1989 found music on the cusp of something new. The 80's embraced excess, but a new decade brought new sensibilities. Clapton was no stranger to change, but find himself a member of rock royalty, and in a place where he could do whatever he wanted to do. His heart was always in the blues, and with the strength of his guitar. He bid farewell to the 80's with "Journeyman", an album from a man who had bounced from band to band, then from style to style, and maybe was ready to settle down.

But not without a fight; the album opens with "Pretending", which begins with a piano into, perhaps pretending that it will be something completely different before Clapton's trademark guitar kicks in.
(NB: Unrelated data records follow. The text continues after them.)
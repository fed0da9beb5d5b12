pub const NO_WAIVER: &str = "No Waiver";

/// Labels recording a granted waiver, joined with `" and "` in input order.
pub fn granted_waivers<S: AsRef<str>>(labels: &[S]) -> String {
    let granted: Vec<&str> = labels
        .iter()
        .map(AsRef::as_ref)
        .filter(|label| label.to_lowercase().contains("granted"))
        .collect();

    if granted.is_empty() {
        NO_WAIVER.to_string()
    } else {
        granted.join(" and ")
    }
}
use comfy_table::modifiers::UTF8_ROUND_CORNERS;
use comfy_table::presets::UTF8_FULL;
use comfy_table::{Cell, Color as TableColor, ContentArrangement, Table};

/// Table and cell creation helpers
pub fn create_table() -> Table {
    let mut table = Table::new();
    table
        .load_preset(UTF8_FULL)
        .apply_modifier(UTF8_ROUND_CORNERS)
        .set_content_arrangement(ContentArrangement::Dynamic);
    table
}

pub fn cyan_header<S: AsRef<str>>(labels: &[S]) -> Vec<Cell> {
    labels
        .iter()
        .map(|label| Cell::new(label.as_ref()).fg(TableColor::Cyan))
        .collect()
}

/// Preview cell, shortened to `max_chars` characters.
pub fn preview_cell(text: &str, max_chars: usize) -> Cell {
    if text.chars().count() <= max_chars {
        return Cell::new(text);
    }
    let shortened: String = text.chars().take(max_chars.saturating_sub(1)).collect();
    Cell::new(format!("{shortened}…"))
}

/// Sentinel cells such as "Due Date is not set" render dimmed.
pub fn sentinel_aware_cell(text: &str, max_chars: usize, sentinels: &[&str]) -> Cell {
    let cell = preview_cell(text, max_chars);
    if sentinels.contains(&text) {
        cell.fg(TableColor::DarkGrey)
    } else {
        cell
    }
}
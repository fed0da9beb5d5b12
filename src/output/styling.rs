use std::fmt::Display;

use console::{style, StyledObject};

/// Terminal tones shared by the banner, phase spinners and summaries.
#[derive(Debug, Clone, Copy, PartialEq, Eq)]
pub enum Tone {
    /// Section titles
    Heading,
    /// Finished phases and published ranges
    Done,
    /// Running phases, counts and dry-run notices
    Pending,
    /// Names and paths
    Value,
    Muted,
    Brand,
}

pub fn paint(tone: Tone, text: impl Display) -> StyledObject<String> {
    let styled = style(text.to_string());
    match tone {
        Tone::Heading => styled.bright(),
        Tone::Done => styled.bright().green(),
        Tone::Pending => styled.bright().yellow(),
        Tone::Value => styled.cyan(),
        Tone::Muted => styled.dim(),
        Tone::Brand => styled.magenta().bold(),
    }
}

#[cfg(test)]
mod tests {
    use super::*;

    #[test]
    fn test_paint_keeps_text() {
        let painted = paint(Tone::Done, "Updated 12 cells");
        assert!(painted.to_string().contains("Updated 12 cells"));
    }
}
This is a good, upbeat rocker, a good way to kick off the album, and a single that would see some chart success.

Clapton loves the blues, and they are well represented here. "Hounds Dog" is a very different take on the sing you know. "Before You Accuse Me" is classic blues in content and structure.

The jewel of the album is "Bad Love". It's a slickly produced song, but with some real biting guitars, and the best solo on the album. The album never loses it's attachment to the blues, by remains accessible to the popular music fan, to date the last time Clapton was able the accomplish this in a studio album. He's since gone headfirst into adult contemporary and early blues, fine stuff, but without the ballsy licks of Journeyman. This is his commercial peak, and the end of his connection to the current scene, but he goes out with a bang. An excellent listen.